Trials / Withdrawn
WithdrawnNCT05812183
Gastric Sleeve-Induced Weight Loss on Shortness of Breath in Obesity
The Effect of Gastric Sleeve-Induced Weight Loss on Shortness of Breath in Patients with Obesity: a Feasibility Study
- Status
- Withdrawn
- Phase
- Phase 4
- Study type
- Interventional
- Enrollment
- 0 (actual)
- Sponsor
- University of California, Los Angeles · Academic / Other
- Sex
- All
- Age
- 18 Years
- Healthy volunteers
- Accepted
Summary
Most research to date on bariatric surgery outcomes has been about metabolic syndrome, a disorder very effectively treated by bariatric surgery. However, obesity is also associated with many other problems that have received much less attention. Amongst the most troubling of these for patients is dyspnea. Dyspnea results in substantial patient distress that can greatly reduce health-related quality of life.
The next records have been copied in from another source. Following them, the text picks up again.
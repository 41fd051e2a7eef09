//! `[[ ... ]]` evaluation and the file/string/numeric test primitives
//! shared with the `test` / `[` builtins.

use std::os::unix::fs::{FileTypeExt, MetadataExt, PermissionsExt};

use regex_lite::Regex;

use crate::ast::types::{CondBinaryOp, CondExprNode, WordNode};
use crate::interpreter::errors::ExecError;
use crate::interpreter::expansion::pattern::pattern_matches;
use crate::interpreter::interpreter::Interpreter;

impl Interpreter {
    /// Evaluate a `[[ ]]` expression to a boolean.
    pub fn eval_cond(&mut self, expr: &CondExprNode) -> Result<bool, ExecError> {
        match expr {
            CondExprNode::And(l, r) => Ok(self.eval_cond(l)? && self.eval_cond(r)?),
            CondExprNode::Or(l, r) => Ok(self.eval_cond(l)? || self.eval_cond(r)?),
            CondExprNode::Not(e) => Ok(!self.eval_cond(e)?),
            CondExprNode::Word(w) => {
                let text = self.expand_word_unsplit(w)?;
                Ok(!text.is_empty())
            }
            CondExprNode::Unary { op, operand } => self.eval_cond_unary(*op, operand),
            CondExprNode::Binary { op, left, right } => self.eval_cond_binary(*op, left, right),
        }
    }

    fn eval_cond_unary(&mut self, op: char, operand: &WordNode) -> Result<bool, ExecError> {
        match op {
            'o' => {
                let name = self.expand_word_unsplit(operand)?;
                Ok(self.env.options.query(&name).unwrap_or(false))
            }
            'v' => {
                let name = self.expand_word_unsplit(operand)?;
                Ok(self.env.is_set(&name))
            }
            'z' => {
                let text = self.expand_word_unsplit(operand)?;
                Ok(text.is_empty())
            }
            'n' => {
                let text = self.expand_word_unsplit(operand)?;
                Ok(!text.is_empty())
            }
            't' => {
                let text = self.expand_word_unsplit(operand)?;
                let fd: i32 = text.parse().unwrap_or(-1);
                Ok(fd >= 0 && nix::unistd::isatty(fd).unwrap_or(false))
            }
            _ => {
                let path = self.expand_word_unsplit(operand)?;
                Ok(unary_file_test(op, &path))
            }
        }
    }

    fn eval_cond_binary(
        &mut self,
        op: CondBinaryOp,
        left: &WordNode,
        right: &WordNode,
    ) -> Result<bool, ExecError> {
        match op {
            CondBinaryOp::Eq | CondBinaryOp::Ne => {
                let subject = self.expand_word_unsplit(left)?;
                let pattern = self.expand_pattern_word(right)?;
                let matched = pattern_matches(&pattern, &subject, self.env.options.nocasematch);
                Ok(if op == CondBinaryOp::Eq { matched } else { !matched })
            }
            CondBinaryOp::Match => {
                let subject = self.expand_word_unsplit(left)?;
                let regex_src = self.regex_text(right)?;
                let regex = Regex::new(&regex_src)
                    .map_err(|_| ExecError::Expansion(format!("invalid regex: {}", regex_src)))?;
                match regex.captures(&subject) {
                    Some(caps) => {
                        self.env.rematch = caps
                            .iter()
                            .map(|m| m.map(|m| m.as_str().to_string()).unwrap_or_default())
                            .collect();
                        Ok(true)
                    }
                    None => {
                        self.env.rematch.clear();
                        Ok(false)
                    }
                }
            }
            CondBinaryOp::Lt | CondBinaryOp::Gt => {
                let l = self.expand_word_unsplit(left)?;
                let r = self.expand_word_unsplit(right)?;
                Ok(if op == CondBinaryOp::Lt { l < r } else { l > r })
            }
            CondBinaryOp::NumEq
            | CondBinaryOp::NumNe
            | CondBinaryOp::NumLt
            | CondBinaryOp::NumLe
            | CondBinaryOp::NumGt
            | CondBinaryOp::NumGe => {
                // Operands of the numeric comparators are arithmetic.
                let l = self.cond_arith(left)?;
                let r = self.cond_arith(right)?;
                Ok(match op {
                    CondBinaryOp::NumEq => l == r,
                    CondBinaryOp::NumNe => l != r,
                    CondBinaryOp::NumLt => l < r,
                    CondBinaryOp::NumLe => l <= r,
                    CondBinaryOp::NumGt => l > r,
                    _ => l >= r,
                })
            }
            CondBinaryOp::NewerThan | CondBinaryOp::OlderThan | CondBinaryOp::SameFile => {
                let l = self.expand_word_unsplit(left)?;
                let r = self.expand_word_unsplit(right)?;
                Ok(binary_file_test(op, &l, &r))
            }
        }
    }

    fn cond_arith(&mut self, word: &WordNode) -> Result<i64, ExecError> {
        let text = self.expand_word_unsplit(word)?;
        let node = crate::parser::arithmetic_parser::parse_arith(&text, 0)
            .map_err(|e| ExecError::Arith(e.message))?;
        self.eval_arith(&node)
    }

    /// `=~` right side: quoted segments match literally, the rest is raw
    /// regex syntax.
    fn regex_text(&mut self, word: &WordNode) -> Result<String, ExecError> {
        let escaped = self.expand_pattern_word(word)?;
        let chars: Vec<char> = escaped.chars().collect();
        let mut out = String::new();
        let mut i = 0usize;
        while i < chars.len() {
            if chars[i] == '\\' && i + 1 < chars.len() {
                let c = chars[i + 1];
                if c.is_ascii_alphanumeric() {
                    out.push(c);
                } else {
                    out.push('\\');
                    out.push(c);
                }
                i += 2;
            } else {
                out.push(chars[i]);
                i += 1;
            }
        }
        Ok(out)
    }
}

/// One-argument file tests shared between `[[ ]]` and `test`.
pub fn unary_file_test(op: char, path: &str) -> bool {
    use std::fs;
    let md = fs::metadata(path);
    let lmd = fs::symlink_metadata(path);
    match op {
        'e' | 'a' => md.is_ok() || lmd.is_ok(),
        'f' => md.map(|m| m.is_file()).unwrap_or(false),
        'd' => md.map(|m| m.is_dir()).unwrap_or(false),
        'h' | 'L' => lmd.map(|m| m.file_type().is_symlink()).unwrap_or(false),
        's' => md.map(|m| m.len() > 0).unwrap_or(false),
        'r' => nix::unistd::access(path, nix::unistd::AccessFlags::R_OK).is_ok(),
        'w' => nix::unistd::access(path, nix::unistd::AccessFlags::W_OK).is_ok(),
        'x' => nix::unistd::access(path, nix::unistd::AccessFlags::X_OK).is_ok(),
        'b' => md.map(|m| m.file_type().is_block_device()).unwrap_or(false),
        'c' => md.map(|m| m.file_type().is_char_device()).unwrap_or(false),
        'p' => md.map(|m| m.file_type().is_fifo()).unwrap_or(false),
        'S' => md.map(|m| m.file_type().is_socket()).unwrap_or(false),
        'g' => md.map(|m| m.permissions().mode() & 0o2000 != 0).unwrap_or(false),
        'u' => md.map(|m| m.permissions().mode() & 0o4000 != 0).unwrap_or(false),
        'k' => md.map(|m| m.permissions().mode() & 0o1000 != 0).unwrap_or(false),
        'O' => md.map(|m| m.uid() == nix::unistd::geteuid().as_raw()).unwrap_or(false),
        'G' => md.map(|m| m.gid() == nix::unistd::getegid().as_raw()).unwrap_or(false),
        'N' => md.map(|m| m.mtime() > m.atime()).unwrap_or(false),
        _ => false,
    }
}

/// `-nt`, `-ot`, `-ef`.
pub fn binary_file_test(op: CondBinaryOp, left: &str, right: &str) -> bool {
    use std::fs;
    let l = fs::metadata(left);
    let r = fs::metadata(right);
    match op {
        CondBinaryOp::NewerThan => match (l, r) {
            (Ok(l), Ok(r)) => l.mtime() > r.mtime(),
            (Ok(_), Err(_)) => true,
            _ => false,
        },
        CondBinaryOp::OlderThan => match (l, r) {
            (Ok(l), Ok(r)) => l.mtime() < r.mtime(),
            (Err(_), Ok(_)) => true,
            _ => false,
        },
        CondBinaryOp::SameFile => match (l, r) {
            (Ok(l), Ok(r)) => l.dev() == r.dev() && l.ino() == r.ino(),
            _ => false,
        },
        _ => false,
    }
}

#[cfg(test)]
mod tests {
    use super::*;

    #[test]
    fn test_file_tests() {
        assert!(unary_file_test('e', "/"));
        assert!(unary_file_test('d', "/"));
        assert!(!unary_file_test('f', "/"));
        assert!(!unary_file_test('e', "/no/such/path"));
    }

    #[test]
    fn test_same_file() {
        assert!(binary_file_test(CondBinaryOp::SameFile, "/", "/"));
        assert!(!binary_file_test(CondBinaryOp::SameFile, "/", "/tmp"));
    }
}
Little is known about the relationship between dyspnea, weight loss, and bariatric surgery. Dyspnea is a complex symptom that may lead to adaptive responses, such as the need to rest as a consequence of even minimal activity or seeking medical attention. The main outcome of the study will be measured using a new state-of-the-science validated HRQOL measure, the Patient Reported Outcome Measuring Information System for Heart Failure (PROMIS+HF 27).
Detailed description
The main purpose of this prospective matched cohort study is to determine the feasibility for a future, novel large-scale study, clinical trial that will aim to determine how common dyspnea is in obese patients, how much dyspnea affects their quality-of-life, and how these parameters are affected by medically or surgically induced weight loss. Our basic assumption is that dyspnea is more common than is commonly believed in obese patients and that it profoundly affects quality of life. Our main hypothesis is that weight loss improves dyspnea and HRQOL and that bariatric surgery induced weight loss is more effective than medical weight loss at improving dyspnea-related quality-of-life.
Conditions
Interventions
| Type | Name | Description |
|---|---|---|
| DEVICE | Bariatric surgery | Gastric sleeve resection will be performed by experienced surgeons. Postoperative care will follow UCLA's postoperative care pathways for gastric sleeve resection. |
| DRUG | Medical weight loss | The medical weight loss intervention will follow UCLA's RFO standard protocol. Over a period of 12 months, patients in the medical weight loss group will follow a very low caloric diet (VLCD) at the UCLA RFO program. All study patients will be prescribed a VLCD, an exercise regimen and will participate in group classes on behavioral modification. The caloric intake consists of a commercially prepared meal replacement powder supplying 700-800 cal/day. Each formula packet provides 100kcal and 15g of high biological value protein, and the daily allowance of required minerals and vitamins. Some patients may recieve adjuvant drug therapy including Orlistat (Xenical, Alli), Phentermine-topiramate (Qsymia), Naltrexone-bupropion (Contrave), Liraglutide (Saxenda), Semaglutide (Wegovy), Tirzepatide (Zepbound) or Setmelanotide (Imcivree). |
Timeline
- Start date
- 2023-07-09
- Primary completion
- 2025-02-12
- Completion
- 2025-02-12
- First posted
- 2023-04-13
- Last updated
- 2025-02-14
Regulatory
- FDA-regulated drug study
Source: ClinicalTrials.gov record NCT05812183. Inclusion in this directory is not an endorsement.